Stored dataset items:
---

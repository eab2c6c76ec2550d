//! Integration tests for the Scope repository implementation using
//! in-memory SurrealDB.

use authdesk_core::models::scope::{CreateScope, UpdateScope};
use authdesk_core::repository::ScopeRepository;
use authdesk_db::repository::SurrealScopeRepository;
use surrealdb::Surreal;
use surrealdb::engine::local::Mem;
use surrealdb_types::SurrealValue;
use uuid::Uuid;

/// Helper: spin up in-memory DB and run migrations.
async fn setup() -> Surreal<surrealdb::engine::local::Db> {
    let db = Surreal::new::<Mem>(()).await.unwrap();
    db.use_ns("test").use_db("test").await.unwrap();
    authdesk_db::run_migrations(&db).await.unwrap();
    db
}

fn create_input(scope_name: &str, application_ids: Vec<Uuid>) -> CreateScope {
    CreateScope {
        display_name: format!("Scope {scope_name}"),
        scope_name: scope_name.into(),
        description: "test scope".into(),
        application_ids,
    }
}

#[tokio::test]
async fn create_and_get_scope() {
    let db = setup().await;
    let repo = SurrealScopeRepository::new(db);

    let app_id = Uuid::new_v4();
    let scope = repo
        .create(create_input("orders:read", vec![app_id]))
        .await
        .unwrap();

    assert_eq!(scope.scope_name, "orders:read");
    assert_eq!(scope.application_ids, vec![app_id]);
    assert!(!scope.is_global());

    let fetched = repo.get_by_id(scope.id).await.unwrap();
    assert_eq!(fetched.id, scope.id);
    assert_eq!(fetched.application_ids, vec![app_id]);
}

#[tokio::test]
async fn scope_without_associations_is_global() {
    let db = setup().await;
    let repo = SurrealScopeRepository::new(db);

    let scope = repo.create(create_input("openid", vec![])).await.unwrap();
    assert!(scope.is_global());

    let fetched = repo.get_by_id(scope.id).await.unwrap();
    assert!(fetched.is_global());
}

#[tokio::test]
async fn get_scope_by_scope_name() {
    let db = setup().await;
    let repo = SurrealScopeRepository::new(db);

    let scope = repo.create(create_input("profile", vec![])).await.unwrap();

    let fetched = repo.get_by_scope_name("profile").await.unwrap();
    assert_eq!(fetched.id, scope.id);

    assert!(repo.get_by_scope_name("missing").await.is_err());
}

#[tokio::test]
async fn duplicate_scope_name_is_rejected_by_index() {
    let db = setup().await;
    let repo = SurrealScopeRepository::new(db);

    repo.create(create_input("dup:scope", vec![]))
        .await
        .unwrap();
    let second = repo.create(create_input("dup:scope", vec![])).await;
    assert!(second.is_err(), "unique index should reject the duplicate");
}

#[tokio::test]
async fn update_scope_can_flip_between_global_and_explicit() {
    let db = setup().await;
    let repo = SurrealScopeRepository::new(db);

    let scope = repo.create(create_input("flip", vec![])).await.unwrap();
    assert!(scope.is_global());

    let app_id = Uuid::new_v4();
    let narrowed = repo
        .update(
            scope.id,
            UpdateScope {
                display_name: scope.display_name.clone(),
                scope_name: "flip".into(),
                description: scope.description.clone(),
                application_ids: vec![app_id],
            },
        )
        .await
        .unwrap();
    assert!(!narrowed.is_global());
    assert_eq!(narrowed.application_ids, vec![app_id]);

    let widened = repo
        .update(
            scope.id,
            UpdateScope {
                display_name: narrowed.display_name.clone(),
                scope_name: "flip".into(),
                description: narrowed.description.clone(),
                application_ids: vec![],
            },
        )
        .await
        .unwrap();
    assert!(widened.is_global());

    let fetched = repo.get_by_id(scope.id).await.unwrap();
    assert!(fetched.is_global(), "old edges must not survive the update");
}

#[tokio::test]
async fn delete_scope_removes_record_and_edges() {
    let db = setup().await;
    let repo = SurrealScopeRepository::new(db.clone());

    let app_id = Uuid::new_v4();
    let scope = repo
        .create(create_input("bye", vec![app_id]))
        .await
        .unwrap();

    repo.delete(scope.id).await.unwrap();
    assert!(repo.get_by_id(scope.id).await.is_err());

    #[derive(Debug, surrealdb_types::SurrealValue)]
    struct CountRow {
        total: u64,
    }
    let mut result = db
        .query("SELECT count() AS total FROM application_scope GROUP ALL")
        .await
        .unwrap();
    let counts: Vec<CountRow> = result.take(0).unwrap();
    assert_eq!(counts.first().map(|c| c.total).unwrap_or(0), 0);
}

#[tokio::test]
async fn list_after_orders_by_id_and_respects_limit() {
    let db = setup().await;
    let repo = SurrealScopeRepository::new(db);

    for i in 0..5 {
        repo.create(create_input(&format!("scope-{i}"), vec![]))
            .await
            .unwrap();
    }

    let all = repo.list_after(None, 10).await.unwrap();
    assert_eq!(all.len(), 5);
    let ids: Vec<String> = all.iter().map(|s| s.id.to_string()).collect();
    let mut sorted = ids.clone();
    sorted.sort();
    assert_eq!(ids, sorted, "listing must be ordered by id ascending");

    let rest = repo.list_after(Some(all[2].id), 10).await.unwrap();
    assert_eq!(rest.len(), 2);
    assert_eq!(rest[0].id, all[3].id);
}

#[tokio::test]
async fn list_all_groups_association_edges() {
    let db = setup().await;
    let repo = SurrealScopeRepository::new(db);

    let app_a = Uuid::new_v4();
    let app_b = Uuid::new_v4();
    let explicit = repo
        .create(create_input("grouped", vec![app_a, app_b]))
        .await
        .unwrap();
    let global = repo.create(create_input("email", vec![])).await.unwrap();

    let all = repo.list_all().await.unwrap();
    assert_eq!(all.len(), 2);

    let fetched_explicit = all.iter().find(|s| s.id == explicit.id).unwrap();
    let mut got = fetched_explicit.application_ids.clone();
    got.sort();
    let mut expected = vec![app_a, app_b];
    expected.sort();
    assert_eq!(got, expected);

    let fetched_global = all.iter().find(|s| s.id == global.id).unwrap();
    assert!(fetched_global.is_global());
}
//! HTTP adapter for an external OIDC registry.
//!
//! The registry exposes idempotent PUT/DELETE endpoints, so every call
//! here is safe to repeat. Applications are keyed by client id and
//! scopes by scope name on upsert; deletes go by the admin-side record
//! id, which the registry stores alongside each mirrored entry.

use authdesk_core::sync::{
    ApplicationDescriptor, ApplicationRegistrySync, ScopeDescriptor, ScopeRegistrySync,
};
use authdesk_core::{DeskError, DeskResult};
use uuid::Uuid;

#[derive(Debug, Clone)]
pub struct HttpRegistrySync {
    client: reqwest::Client,
    base_url: String,
    bearer_token: Option<String>,
}

impl HttpRegistrySync {
    pub fn new(base_url: impl Into<String>, bearer_token: Option<String>) -> Self {
        let mut base_url = base_url.into();
        while base_url.ends_with('/') {
            base_url.pop();
        }
        Self {
            client: reqwest::Client::new(),
            base_url,
            bearer_token,
        }
    }

    fn authorize(&self, request: reqwest::RequestBuilder) -> reqwest::RequestBuilder {
        match &self.bearer_token {
            Some(token) => request.bearer_auth(token),
            None => request,
        }
    }

    async fn send(&self, request: reqwest::RequestBuilder) -> DeskResult<()> {
        let response = self
            .authorize(request)
            .send()
            .await
            .map_err(|err| DeskError::Sync(err.to_string()))?;
        response
            .error_for_status()
            .map_err(|err| DeskError::Sync(err.to_string()))?;
        Ok(())
    }
}

impl ApplicationRegistrySync for HttpRegistrySync {
    async fn upsert_application(&self, descriptor: &ApplicationDescriptor) -> DeskResult<()> {
        let url = format!("{}/applications/{}", self.base_url, descriptor.client_id);
        self.send(self.client.put(url).json(descriptor)).await
    }

    async fn delete_application(&self, id: Uuid) -> DeskResult<()> {
        let url = format!("{}/applications/{id}", self.base_url);
        self.send(self.client.delete(url)).await
    }
}

impl ScopeRegistrySync for HttpRegistrySync {
    async fn upsert_scope(&self, descriptor: &ScopeDescriptor) -> DeskResult<()> {
        let url = format!("{}/scopes/{}", self.base_url, descriptor.scope_name);
        self.send(self.client.put(url).json(descriptor)).await
    }

    async fn delete_scope(&self, id: Uuid) -> DeskResult<()> {
        let url = format!("{}/scopes/{id}", self.base_url);
        self.send(self.client.delete(url)).await
    }
}
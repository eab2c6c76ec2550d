//! Server configuration.

use anyhow::Result;
use serde::Deserialize;

#[derive(Debug, Deserialize)]
pub struct Settings {
    pub server: ServerSettings,
    pub database: DatabaseSettings,
    #[serde(default)]
    pub registry: RegistrySettings,
}

#[derive(Debug, Deserialize)]
pub struct ServerSettings {
    #[serde(default = "default_host")]
    pub host: String,
    #[serde(default = "default_port")]
    pub port: u16,
}

#[derive(Debug, Deserialize)]
pub struct DatabaseSettings {
    /// SurrealDB WebSocket address, host:port.
    pub url: String,
    pub namespace: String,
    pub database: String,
    pub username: String,
    pub password: String,
}

/// External OIDC registry. Sync is disabled when no endpoint is set.
#[derive(Debug, Default, Deserialize)]
pub struct RegistrySettings {
    pub endpoint: Option<String>,
    pub bearer_token: Option<String>,
}

fn default_host() -> String {
    "0.0.0.0".to_string()
}

fn default_port() -> u16 {
    8080
}

impl Settings {
    pub fn load() -> Result<Self> {
        let config = config::Config::builder()
            .set_default("server.host", "0.0.0.0")?
            .set_default("server.port", 8080)?
            .set_default("database.url", "127.0.0.1:8000")?
            .set_default("database.namespace", "authdesk")?
            .set_default("database.database", "main")?
            .set_default("database.username", "root")?
            .set_default("database.password", "root")?
            // Load from config file if present
            .add_source(config::File::with_name("config/default").required(false))
            .add_source(config::File::with_name("config/local").required(false))
            // Load from environment variables with AUTHDESK_ prefix
            .add_source(
                config::Environment::with_prefix("AUTHDESK")
                    .separator("__")
                    .try_parsing(true),
            )
            .build()?;

        Ok(config.try_deserialize()?)
    }
}
//! Error taxonomy for the archive engine

use std::path::PathBuf;

use f5500_core::FetchError;
use thiserror::Error;

use crate::version::Version;

/// Every failure the archive engine reports.
///
/// Variants carry the key, version or path involved so callers can log or
/// re-raise without extra bookkeeping. The only non-error "nothing happened"
/// result is [`WriteOutcome::Unchanged`](crate::WriteOutcome::Unchanged).
#[derive(Debug, Error)]
pub enum ArchiveError {
    /// Fetch failed (non-2xx status, network failure). Never retried here.
    #[error("failed to fetch {key}: {source}")]
    Transport {
        key: String,
        #[source]
        source: FetchError,
    },

    /// Bytes are not a readable ZIP container.
    #[error("{container}: not a readable zip container: {source}")]
    InvalidContainer {
        container: String,
        #[source]
        source: zip::result::ZipError,
    },

    /// Container holds no data entry.
    #[error("{container}: no .csv entry found in container")]
    NoDataEntry { container: String },

    /// Container holds more than one data entry.
    #[error("{container}: {} .csv entries found, expected exactly one: {}", .entries.len(), .entries.join(", "))]
    AmbiguousDataEntry {
        container: String,
        entries: Vec<String>,
    },

    /// Data entry carries no usable last-modified timestamp.
    #[error("{container}: entry {entry} has no valid last-modified date")]
    InvalidTimestamp { container: String, entry: String },

    /// Caller-supplied version is not `YYYY-MM-DD`.
    #[error("invalid version {input:?}: expected 'latest' or a date in YYYY-MM-DD format")]
    InvalidVersionFormat { input: String },

    /// Artifact key component is empty or unsafe for use in a file name.
    #[error("invalid artifact key: {reason}")]
    InvalidKey { reason: String },

    /// No stored artifact for the key (at the given version, if any).
    #[error("{key} not found in archive{}", .version.as_ref().map(|v| format!(" under {v}")).unwrap_or_default())]
    NotFound {
        key: String,
        version: Option<Version>,
    },

    /// Writing or renaming a stored artifact failed. No partial file is visible.
    #[error("failed to write {}: {source}", .path.display())]
    WriteFailure {
        path: PathBuf,
        #[source]
        source: std::io::Error,
    },

    /// Other filesystem failure while scanning, reading or deleting.
    #[error("I/O error at {}: {source}", .path.display())]
    Io {
        path: PathBuf,
        #[source]
        source: std::io::Error,
    },
}

pub type Result<T> = std::result::Result<T, ArchiveError>;

impl ArchiveError {
    pub(crate) fn io(path: impl Into<PathBuf>, source: std::io::Error) -> Self {
        Self::Io {
            path: path.into(),
            source,
        }
    }

    pub(crate) fn write(path: impl Into<PathBuf>, source: std::io::Error) -> Self {
        Self::WriteFailure {
            path: path.into(),
            source,
        }
    }

    /// Whether this is a `NotFound`, which may be transient while a
    /// reconciler pass is deleting the same key.
    pub fn is_not_found(&self) -> bool {
        matches!(self, Self::NotFound { .. })
    }
}
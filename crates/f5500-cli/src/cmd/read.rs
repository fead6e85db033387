//! `f5500 read` - stream a stored dataset's CSV

use std::fs::File;
use std::io::{self, BufWriter, Write};
use std::path::PathBuf;

use anyhow::{Context, Result};
use clap::Args;

use f5500_archive::{Reader, VersionSpec};

use super::KeyArgs;
use crate::config::Config;

#[derive(Args, Debug)]
pub struct ReadArgs {
    #[command(flatten)]
    pub key: KeyArgs,

    /// Version to read: `latest` or YYYY-MM-DD
    #[arg(long, default_value = "latest")]
    pub version: VersionSpec,

    /// Output file (default: stdout)
    #[arg(short, long)]
    pub output: Option<PathBuf>,
}

pub fn run(args: ReadArgs, config: &Config) -> Result<()> {
    let key = args.key.key()?;
    let store = super::open_store(config);

    let mut out: Box<dyn Write> = match &args.output {
        Some(path) => Box::new(BufWriter::new(
            File::create(path).with_context(|| format!("Failed to create {}", path.display()))?,
        )),
        None => Box::new(io::stdout().lock()),
    };

    let (version, copied) = Reader::new(&store).read_with(&key, args.version, |name, entry| {
        log::debug!("{key}: streaming entry {name}");
        io::copy(entry, &mut out)
    })?;
    let bytes = copied.context("Failed to write CSV")?;
    out.flush()?;

    log::info!("{key} @ {version}: {bytes} bytes");
    Ok(())
}
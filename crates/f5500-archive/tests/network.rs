//! Download against the live EBSA FOIA server
//!
//! These tests require network access and are marked #[ignore] by default.
//! Run with: cargo test -p f5500-archive --test network -- --ignored

use f5500_archive::{
    ArchiveStore, ArtifactKey, HttpFetcher, Reader, VersionSpec, WriteOutcome, download,
};
use tempfile::TempDir;

/// Schedule I is one of the smaller published datasets.
#[test]
#[ignore]
fn download_schedule_i() {
    let temp_dir = TempDir::new().expect("Failed to create temp dir");
    let store = ArchiveStore::new(temp_dir.path()).unwrap();
    let key = ArtifactKey::new("SCH_I", "2021", "Latest").unwrap();

    let got = download(&HttpFetcher::default(), &store, &key, false).expect("download should succeed");
    assert!(got.path.is_file());
    assert_eq!(store.resolve(&key).unwrap(), got.version);

    let (_, header) = Reader::new(&store)
        .read_with(&key, VersionSpec::Latest, |_, r| {
            let mut line = String::new();
            std::io::BufRead::read_line(&mut std::io::BufReader::new(r), &mut line).map(|_| line)
        })
        .unwrap();
    let header = header.unwrap();
    assert!(header.starts_with("ACK_ID"), "unexpected header: {header}");

    let again = download(&HttpFetcher::default(), &store, &key, false).unwrap();
    assert_eq!(again.version, got.version);
    assert_eq!(again.outcome, WriteOutcome::Unchanged);
}
//! Blake3 fingerprints for listing and comparing stored containers

use std::io;
use std::path::Path;

/// Hash a file's contents with blake3.
pub fn hash_file(path: &Path) -> io::Result<blake3::Hash> {
    let mut hasher = blake3::Hasher::new();
    hasher.update_mmap(path)?;
    Ok(hasher.finalize())
}

/// Return the first 8 hex characters of a blake3 hash.
pub fn short_hash(hash: &blake3::Hash) -> String {
    hash.to_hex()[..8].to_string()
}
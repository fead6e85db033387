//! Subcommand implementations

use anyhow::Result;
use clap::Args;
use comfy_table::{Cell, Color, Table, modifiers::UTF8_ROUND_CORNERS, presets::UTF8_FULL};

use f5500_archive::{ArchiveStore, ArtifactKey};

use crate::config::Config;

pub mod clean;
pub mod download;
pub mod latest;
pub mod list;
pub mod read;

/// Dataset identity as published by EBSA, e.g. `SCH_A 2022 Latest`.
#[derive(Args, Debug)]
pub struct KeyArgs {
    /// Form or schedule name (5500, SCH_A, ...)
    pub schedule: String,
    /// Plan year
    pub year: String,
    /// Publication flavour (Latest, All, ...)
    pub modality: String,
}

impl KeyArgs {
    pub fn key(&self) -> Result<ArtifactKey> {
        Ok(ArtifactKey::new(
            self.schedule.as_str(),
            self.year.as_str(),
            self.modality.as_str(),
        )?)
    }
}

fn open_store(config: &Config) -> ArchiveStore {
    ArchiveStore::open(&config.archive.root)
}

fn table(headers: &[&str]) -> Table {
    let mut table = Table::new();
    table
        .load_preset(UTF8_FULL)
        .apply_modifier(UTF8_ROUND_CORNERS)
        .set_header(headers.iter().map(|h| Cell::new(h).fg(Color::Cyan)));
    table
}
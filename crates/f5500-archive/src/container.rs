//! ZIP container inspection: the single-data-entry rule and version extraction

use std::io::{Cursor, Read, Seek};

use zip::ZipArchive;

use crate::error::{ArchiveError, Result};
use crate::version::Version;

/// Extension of the data entry inside each container (matched case-insensitively).
pub const DATA_EXTENSION: &str = ".csv";

fn is_data_entry(name: &str) -> bool {
    !name.ends_with('/') && name.to_ascii_lowercase().ends_with(DATA_EXTENSION)
}

/// Open a ZIP container; `container` names it in errors.
pub(crate) fn open_container<R: Read + Seek>(reader: R, container: &str) -> Result<ZipArchive<R>> {
    ZipArchive::new(reader).map_err(|source| ArchiveError::InvalidContainer {
        container: container.to_string(),
        source,
    })
}

/// Name of the one data entry in `archive`.
///
/// Zero matches is `NoDataEntry`, more than one is `AmbiguousDataEntry`:
/// one stored file must stand for exactly one dataset.
pub fn data_entry_name<R: Read + Seek>(archive: &ZipArchive<R>, container: &str) -> Result<String> {
    let mut entries: Vec<String> = archive
        .file_names()
        .filter(|n| is_data_entry(n))
        .map(str::to_string)
        .collect();

    match entries.len() {
        0 => Err(ArchiveError::NoDataEntry {
            container: container.to_string(),
        }),
        1 => Ok(entries.remove(0)),
        _ => {
            entries.sort();
            Err(ArchiveError::AmbiguousDataEntry {
                container: container.to_string(),
                entries,
            })
        }
    }
}

/// Derive the version of fetched container bytes from the last-modified
/// date of its data entry. No side effects.
pub fn extract_version(bytes: &[u8], container: &str) -> Result<Version> {
    let mut archive = open_container(Cursor::new(bytes), container)?;
    let name = data_entry_name(&archive, container)?;
    let entry = archive
        .by_name(&name)
        .map_err(|source| ArchiveError::InvalidContainer {
            container: container.to_string(),
            source,
        })?;

    let invalid_timestamp = || ArchiveError::InvalidTimestamp {
        container: container.to_string(),
        entry: name.clone(),
    };
    let modified = entry.last_modified().ok_or_else(invalid_timestamp)?;
    let version = Version::from_ymd(
        i32::from(modified.year()),
        u32::from(modified.month()),
        u32::from(modified.day()),
    )
    .ok_or_else(invalid_timestamp)?;

    log::debug!("{container}: data entry {name} modified {version}");
    Ok(version)
}

/// Stream the data entry of a container to `f` without buffering it.
pub fn with_data_entry<R, T>(
    reader: R,
    container: &str,
    f: impl FnOnce(&str, &mut dyn Read) -> T,
) -> Result<T>
where
    R: Read + Seek,
{
    let mut archive = open_container(reader, container)?;
    let name = data_entry_name(&archive, container)?;
    let mut entry = archive
        .by_name(&name)
        .map_err(|source| ArchiveError::InvalidContainer {
            container: container.to_string(),
            source,
        })?;
    Ok(f(&name, &mut entry))
}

---

§ **Required action**: Look through the data above. Each line containing the word "bool" needs to be copied.

§ **Answer**:
    pub fn is_not_found(&self) -> bool {
fn is_data_entry(name: &str) -> bool {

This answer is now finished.